(Collected data)
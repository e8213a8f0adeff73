use std::future::Future;
use std::sync::Arc;

use async_trait::async_trait;
use parking_lot::Mutex;
use tokio::sync::{mpsc, watch};
use tokio::time::Instant;
use tokio_util::sync::CancellationToken;
use tracing::{debug, info, warn};

use crate::config::SyncConfig;
use crate::debounce::{refresh_coordinator, RefreshSink, RefreshTrigger};
use crate::decryption::DecryptionOrchestrator;
use crate::error::{Operation, SyncError, SyncResult};
use crate::filter::{FilterDecision, TableFilter};
use crate::providers::Providers;
use crate::refresh::{RefreshExecutor, RefreshOutcome};
use crate::storage::{load_active_table, load_last_round, persist_active_table, persist_last_round};
use crate::store::{Shared, StateStore, TableState};
use crate::timeout::TurnTimeoutMonitor;
use crate::tokio_tools::SessionTasks;
use crate::transition::{
    capture_showdown, HandPosition, Transition, TransitionDetector, TransitionPlan,
};
use crate::transport::{EventSourceAdapter, EventTransport, SourceEvent, SubscriptionHandle};
use crate::types::{
    ClientIdentity, DecryptedCommunityCards, GameState, HoleCards, TableId, TableSnapshot,
};

const LOG_TARGET: &str = "table_sync::session";

/// Background machinery bound to one table selection.
struct ActiveSession {
    tasks: Arc<SessionTasks>,
    trigger: RefreshTrigger,
    subscription: SubscriptionHandle,
}

struct SyncCore {
    config: SyncConfig,
    providers: Providers,
    store: StateStore,
    filter: TableFilter,
    adapter: EventSourceAdapter,
    refresh: RefreshExecutor,
    decryption: DecryptionOrchestrator,
    timeout: Arc<TurnTimeoutMonitor>,
    detector: Mutex<TransitionDetector>,
    session: Mutex<Option<ActiveSession>>,
}

/// Client-side engine for one player: keeps the store in step with the
/// ledger for the selected table and drives card disclosure.
pub struct TableSync {
    core: Arc<SyncCore>,
}

impl TableSync {
    pub fn new(config: SyncConfig, identity: ClientIdentity, providers: Providers) -> Self {
        let store = StateStore::new();
        let core = SyncCore {
            filter: TableFilter::new(store.clone(), Arc::clone(&providers.storage)),
            adapter: EventSourceAdapter::new(
                providers.push.clone(),
                Arc::clone(&providers.poll),
                &config,
            ),
            refresh: RefreshExecutor::new(
                Arc::clone(&providers.ledger),
                store.clone(),
                identity.principal.clone(),
            ),
            decryption: DecryptionOrchestrator::new(&providers, identity, store.clone(), &config),
            timeout: Arc::new(TurnTimeoutMonitor::new(
                store.clone(),
                Arc::clone(&providers.actions),
                Arc::clone(&providers.clock),
                &config,
            )),
            detector: Mutex::new(TransitionDetector::default()),
            session: Mutex::new(None),
            store,
            providers,
            config,
        };
        Self {
            core: Arc::new(core),
        }
    }

    /// Resumes the table persisted by a previous run, or listens for one to
    /// adopt when none was saved.
    pub fn restore(&self) -> Option<TableId> {
        let table_id = load_active_table(self.core.providers.storage.as_ref());
        info!(target: LOG_TARGET, ?table_id, "restoring session");
        self.set_current_table_id(table_id);
        table_id
    }

    /// Tears down everything bound to the previous table and starts over for
    /// `table_id`. `None` subscribes to every table until one is adopted.
    pub fn set_current_table_id(&self, table_id: Option<TableId>) {
        self.core.set_current_table_id(table_id);
    }

    pub async fn refresh_all(&self, table_id: TableId) -> SyncResult<RefreshOutcome> {
        let result = self.core.refresh_and_react(table_id).await;
        self.core.settle(table_id, Operation::Refresh, &result);
        result
    }

    pub async fn decrypt_hole_cards(&self, table_id: TableId) -> SyncResult<HoleCards> {
        let cancel = self.core.session_token();
        let result = self.core.decryption.decrypt_hole_cards(table_id, &cancel).await;
        self.core.settle(table_id, Operation::HoleCards, &result);
        result
    }

    pub async fn decrypt_community_cards(
        &self,
        table_id: TableId,
    ) -> SyncResult<DecryptedCommunityCards> {
        let cancel = self.core.session_token();
        let result = self
            .core
            .decryption
            .decrypt_community_cards(table_id, &cancel)
            .await;
        self.core.settle(table_id, Operation::CommunityCards, &result);
        result
    }

    pub fn store(&self) -> &StateStore {
        &self.core.store
    }

    pub fn state(&self) -> Shared<TableState> {
        self.core.store.get()
    }

    pub fn subscribe(&self) -> watch::Receiver<Shared<TableState>> {
        self.core.store.subscribe()
    }

    pub fn current_table_id(&self) -> Option<TableId> {
        self.core.store.get().table_id
    }

    pub fn snapshot(&self) -> Option<TableSnapshot> {
        self.core.store.get().snapshot.clone()
    }

    /// Transport the current subscription settled on, once probed.
    pub fn transport(&self) -> Option<EventTransport> {
        self.core
            .session
            .lock()
            .as_ref()
            .and_then(|session| session.subscription.transport())
    }

    pub fn shutdown(&self) {
        self.core.teardown();
    }
}

impl Drop for TableSync {
    fn drop(&mut self) {
        self.core.teardown();
    }
}

impl SyncCore {
    fn set_current_table_id(self: &Arc<Self>, table_id: Option<TableId>) {
        self.teardown();
        self.store.replace(TableState::for_table(table_id));
        self.decryption.invalidate_signature();
        if let Err(err) = persist_active_table(self.providers.storage.as_ref(), table_id) {
            warn!(target: LOG_TARGET, ?table_id, error = %err, "failed to persist active table");
        }
        self.reset_detector(table_id);
        self.start_session(table_id);
        info!(target: LOG_TARGET, ?table_id, "active table selected");
    }

    fn reset_detector(&self, table_id: Option<TableId>) {
        let persisted =
            table_id.and_then(|id| load_last_round(self.providers.storage.as_ref(), id));
        *self.detector.lock() = TransitionDetector::new(persisted);
    }

    fn start_session(self: &Arc<Self>, table_id: Option<TableId>) {
        let tasks = Arc::new(SessionTasks::new(CancellationToken::new()));
        let sink: Arc<dyn RefreshSink> = Arc::new(CoordinatorSink {
            core: Arc::clone(self),
        });
        let (trigger, coordinator) = refresh_coordinator(
            sink,
            self.config.debounce_window,
            self.config.min_refresh_spacing,
            tasks.token(),
        );
        let (tx, rx) = mpsc::channel(self.config.event_channel_capacity);
        let subscription = self.adapter.subscribe(table_id, tx);

        // Registered before any task runs so spawned work can find the session.
        *self.session.lock() = Some(ActiveSession {
            tasks: Arc::clone(&tasks),
            trigger: trigger.clone(),
            subscription,
        });

        tasks.spawn("refresh-coordinator", coordinator);
        tasks.spawn("event-pump", run_event_pump(Arc::clone(self), rx, trigger));
        if let Some(table_id) = table_id {
            self.start_timeout_monitor(&tasks, table_id);
        }
    }

    fn start_timeout_monitor(&self, tasks: &SessionTasks, table_id: TableId) {
        let monitor = Arc::clone(&self.timeout);
        tasks.spawn(
            format!("turn-timeout-{table_id}"),
            monitor.run(table_id, tasks.token()),
        );
    }

    fn teardown(&self) {
        if let Some(mut session) = self.session.lock().take() {
            session.tasks.shutdown();
            session.subscription.cancel();
            debug!(target: LOG_TARGET, "session torn down");
        }
    }

    fn session_token(&self) -> CancellationToken {
        self.session
            .lock()
            .as_ref()
            .map(|session| session.tasks.token())
            .unwrap_or_else(CancellationToken::new)
    }

    fn spawn<F>(&self, name: impl Into<String>, future: F)
    where
        F: Future<Output = ()> + Send + 'static,
    {
        if let Some(session) = self.session.lock().as_ref() {
            session.tasks.spawn(name, future);
        }
    }

    fn arm_refresh(&self) {
        if let Some(session) = self.session.lock().as_ref() {
            session.trigger.arm();
        }
    }

    /// Called when the filter adopted `table_id` from an event.
    fn on_adopted(&self, table_id: TableId) {
        self.reset_detector(Some(table_id));
        if let Some(session) = self.session.lock().as_ref() {
            self.start_timeout_monitor(&session.tasks, table_id);
        }
    }

    async fn refresh_current(self: &Arc<Self>) {
        let Some(table_id) = self.store.get().table_id else {
            return;
        };
        if let Err(err) = self.refresh_and_react(table_id).await {
            debug!(target: LOG_TARGET, table_id, error = %err, "background refresh failed");
        }
    }

    /// Refreshes `table_id`. Transitions are detected and their cache effects
    /// applied inside the publishing swap, so no reader sees a new hand next
    /// to the previous hand's cards.
    async fn refresh_and_react(self: &Arc<Self>, table_id: TableId) -> SyncResult<RefreshOutcome> {
        let mut transitions = Vec::new();
        let outcome = self
            .refresh
            .refresh_with(table_id, |state| {
                let Some(snapshot) = state.snapshot.as_ref() else {
                    return;
                };
                transitions = self.detector.lock().observe(HandPosition::from(snapshot));
                TransitionPlan::from_transitions(&transitions).apply_to(state);
            })
            .await?;
        if let RefreshOutcome::Published { current, .. } = &outcome {
            self.react(table_id, current, &transitions);
        }
        Ok(outcome)
    }

    /// Runs the remaining transition effects and schedules disclosure for a
    /// freshly published snapshot.
    fn react(
        self: &Arc<Self>,
        table_id: TableId,
        snapshot: &TableSnapshot,
        transitions: &[Transition],
    ) {
        let last_round = self.detector.lock().last_round().unwrap_or(snapshot.round);
        if let Err(err) = persist_last_round(self.providers.storage.as_ref(), table_id, last_round)
        {
            warn!(target: LOG_TARGET, table_id, error = %err, "failed to persist last round");
        }

        let plan = TransitionPlan::from_transitions(transitions);
        if !plan.is_empty() {
            info!(target: LOG_TARGET, table_id, ?transitions, "hand transition");
            if plan.invalidate_signature {
                self.decryption.invalidate_signature();
            }
            if let Some(round) = plan.capture_showdown {
                let core = Arc::clone(self);
                self.spawn(format!("showdown-capture-{table_id}-{round}"), async move {
                    capture_showdown(
                        core.providers.ledger.as_ref(),
                        &core.store,
                        table_id,
                        round,
                        core.config.showdown_grace,
                    )
                    .await;
                });
            }
            if plan.refresh {
                self.arm_refresh();
            }
        }

        self.schedule_disclosure(table_id);
    }

    fn schedule_disclosure(self: &Arc<Self>, table_id: TableId) {
        let state = self.store.get();
        let Some(snapshot) = state.snapshot.as_ref() else {
            return;
        };

        let own_cards_missing = !state
            .revealed_cards
            .contains_key(&self.decryption.identity().principal);
        if snapshot.game_state == GameState::Playing
            && snapshot.is_seated
            && own_cards_missing
            && !self.decryption.is_in_flight(Operation::HoleCards)
        {
            let core = Arc::clone(self);
            let cancel = self.session_token();
            self.spawn(format!("hole-cards-{table_id}"), async move {
                let result = core.decryption.decrypt_hole_cards(table_id, &cancel).await;
                core.settle(table_id, Operation::HoleCards, &result);
            });
        }

        let street = state.community.as_ref().map(|community| community.street);
        let revealed = state.decrypted_community.revealed_count();
        let board_short = street.is_some_and(|street| revealed < street.board_cards());
        if board_short && !self.decryption.is_in_flight(Operation::CommunityCards) {
            let core = Arc::clone(self);
            let cancel = self.session_token();
            self.spawn(format!("community-cards-{table_id}"), async move {
                let result = core.decryption.decrypt_community_cards(table_id, &cancel).await;
                core.settle(table_id, Operation::CommunityCards, &result);
            });
        }
    }

    /// Publishes the single user-facing message for a failed operation, or
    /// clears a previous one once the operation succeeds.
    fn settle<T>(
        self: &Arc<Self>,
        table_id: TableId,
        operation: Operation,
        result: &SyncResult<T>,
    ) {
        match result {
            Ok(_) => {
                self.store.update_for_table(table_id, |state| {
                    state.error_message = None;
                });
            }
            Err(err) if err.is_user_facing() => {
                warn!(target: LOG_TARGET, table_id, %operation, error = %err, "operation failed");
                let message = err.user_message();
                self.store.update_for_table(table_id, |state| {
                    state.error_message = Some(message);
                });
            }
            Err(SyncError::AlreadyInFlight(_)) => {}
            Err(SyncError::Stale { round, .. }) => {
                debug!(target: LOG_TARGET, table_id, %operation, round, "hand moved on");
                self.schedule_disclosure(table_id);
            }
            Err(err) => {
                debug!(target: LOG_TARGET, table_id, %operation, error = %err, "operation abandoned");
            }
        }
    }
}

struct CoordinatorSink {
    core: Arc<SyncCore>,
}

#[async_trait]
impl RefreshSink for CoordinatorSink {
    async fn refresh_now(&self) {
        self.core.refresh_current().await;
    }

    fn last_refresh(&self) -> Option<Instant> {
        self.core.refresh.last_started()
    }
}

async fn run_event_pump(
    core: Arc<SyncCore>,
    mut rx: mpsc::Receiver<SourceEvent>,
    trigger: RefreshTrigger,
) {
    while let Some(event) = rx.recv().await {
        match event {
            SourceEvent::Connected { transport, first } => {
                info!(target: LOG_TARGET, %transport, first, "event source connected");
                if first {
                    core.refresh_current().await;
                } else {
                    trigger.arm();
                }
            }
            SourceEvent::Event(event) => match core.filter.accept(&event) {
                FilterDecision::Accept(_) => trigger.arm(),
                FilterDecision::Adopted(table_id) => {
                    core.on_adopted(table_id);
                    trigger.arm();
                }
                FilterDecision::Drop => {}
            },
        }
    }
    debug!(target: LOG_TARGET, "event pump stopped");
}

#### [WHAT IS BEING ASKED]
Filter these records, keeping every line where the word "when" occurs.

#### [RESULT FOR THIS TASK]
    /// adopt when none was saved.
    /// Called when the filter adopted `table_id` from an event.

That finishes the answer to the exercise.